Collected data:
+ + +

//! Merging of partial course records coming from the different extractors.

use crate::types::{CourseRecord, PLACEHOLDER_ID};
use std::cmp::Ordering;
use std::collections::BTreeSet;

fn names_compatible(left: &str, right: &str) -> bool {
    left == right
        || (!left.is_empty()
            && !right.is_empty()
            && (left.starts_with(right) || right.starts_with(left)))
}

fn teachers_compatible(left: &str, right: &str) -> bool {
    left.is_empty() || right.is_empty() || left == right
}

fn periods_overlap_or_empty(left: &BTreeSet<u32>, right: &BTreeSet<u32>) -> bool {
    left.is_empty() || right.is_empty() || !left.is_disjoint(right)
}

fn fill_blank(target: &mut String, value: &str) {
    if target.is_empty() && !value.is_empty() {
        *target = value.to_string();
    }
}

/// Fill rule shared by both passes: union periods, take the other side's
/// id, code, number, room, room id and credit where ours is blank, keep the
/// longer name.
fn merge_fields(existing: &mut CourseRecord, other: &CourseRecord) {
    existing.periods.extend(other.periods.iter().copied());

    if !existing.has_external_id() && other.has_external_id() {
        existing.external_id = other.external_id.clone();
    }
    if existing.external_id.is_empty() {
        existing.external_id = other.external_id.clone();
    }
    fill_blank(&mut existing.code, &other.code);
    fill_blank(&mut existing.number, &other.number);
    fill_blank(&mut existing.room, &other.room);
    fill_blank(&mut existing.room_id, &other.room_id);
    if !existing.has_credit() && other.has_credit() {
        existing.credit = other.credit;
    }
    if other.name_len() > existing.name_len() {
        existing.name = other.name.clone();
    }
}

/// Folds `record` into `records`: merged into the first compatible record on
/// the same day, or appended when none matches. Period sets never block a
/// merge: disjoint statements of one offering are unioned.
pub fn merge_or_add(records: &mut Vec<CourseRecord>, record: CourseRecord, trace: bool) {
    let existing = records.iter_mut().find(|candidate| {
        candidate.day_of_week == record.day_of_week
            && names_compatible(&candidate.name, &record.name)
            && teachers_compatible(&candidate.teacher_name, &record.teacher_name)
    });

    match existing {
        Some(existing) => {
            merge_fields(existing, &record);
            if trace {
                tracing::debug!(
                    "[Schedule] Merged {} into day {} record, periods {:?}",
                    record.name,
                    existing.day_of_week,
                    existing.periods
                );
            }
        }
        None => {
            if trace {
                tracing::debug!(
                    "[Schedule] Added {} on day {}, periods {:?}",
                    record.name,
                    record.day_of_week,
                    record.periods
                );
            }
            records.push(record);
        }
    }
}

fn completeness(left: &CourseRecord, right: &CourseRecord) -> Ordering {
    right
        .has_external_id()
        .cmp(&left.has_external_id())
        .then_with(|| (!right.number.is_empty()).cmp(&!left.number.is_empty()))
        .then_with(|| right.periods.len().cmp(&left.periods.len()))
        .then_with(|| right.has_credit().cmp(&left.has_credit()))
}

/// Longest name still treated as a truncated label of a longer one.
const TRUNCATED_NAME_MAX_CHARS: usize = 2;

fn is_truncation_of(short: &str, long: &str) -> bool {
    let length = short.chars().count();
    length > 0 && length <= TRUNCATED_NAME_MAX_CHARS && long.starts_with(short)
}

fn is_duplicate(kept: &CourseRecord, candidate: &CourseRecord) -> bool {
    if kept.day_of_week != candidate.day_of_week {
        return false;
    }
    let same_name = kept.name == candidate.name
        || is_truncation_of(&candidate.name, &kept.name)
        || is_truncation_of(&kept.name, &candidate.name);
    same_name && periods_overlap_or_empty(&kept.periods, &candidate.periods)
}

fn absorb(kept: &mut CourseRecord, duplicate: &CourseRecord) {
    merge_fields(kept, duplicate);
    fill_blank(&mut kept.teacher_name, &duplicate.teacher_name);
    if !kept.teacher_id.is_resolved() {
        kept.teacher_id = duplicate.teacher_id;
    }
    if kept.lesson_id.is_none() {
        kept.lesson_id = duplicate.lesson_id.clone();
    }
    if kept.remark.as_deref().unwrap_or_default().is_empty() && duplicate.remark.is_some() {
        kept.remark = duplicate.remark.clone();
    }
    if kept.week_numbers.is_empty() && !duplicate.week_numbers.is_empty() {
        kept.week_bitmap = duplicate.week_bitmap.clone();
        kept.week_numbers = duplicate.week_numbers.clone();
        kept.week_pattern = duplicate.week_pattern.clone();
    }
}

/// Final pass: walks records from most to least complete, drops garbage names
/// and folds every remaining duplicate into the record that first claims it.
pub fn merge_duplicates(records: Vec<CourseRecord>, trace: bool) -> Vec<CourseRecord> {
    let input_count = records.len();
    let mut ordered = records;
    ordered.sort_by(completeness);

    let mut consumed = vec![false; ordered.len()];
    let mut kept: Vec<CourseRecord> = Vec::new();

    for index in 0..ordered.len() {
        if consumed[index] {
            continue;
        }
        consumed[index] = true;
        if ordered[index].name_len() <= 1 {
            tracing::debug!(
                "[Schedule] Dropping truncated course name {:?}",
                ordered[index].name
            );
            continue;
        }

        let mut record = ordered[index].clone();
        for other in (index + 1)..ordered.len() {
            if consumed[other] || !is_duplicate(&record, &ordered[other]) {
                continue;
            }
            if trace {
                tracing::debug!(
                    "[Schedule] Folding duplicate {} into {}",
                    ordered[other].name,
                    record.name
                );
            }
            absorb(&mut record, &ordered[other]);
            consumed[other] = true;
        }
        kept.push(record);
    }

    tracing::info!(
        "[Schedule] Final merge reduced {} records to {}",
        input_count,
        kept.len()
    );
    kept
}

+ + +

YOUR INSTRUCTIONS |
Please report the number of lines in the data that include the word "from", and add no other text.

RESPONSE AREA |
2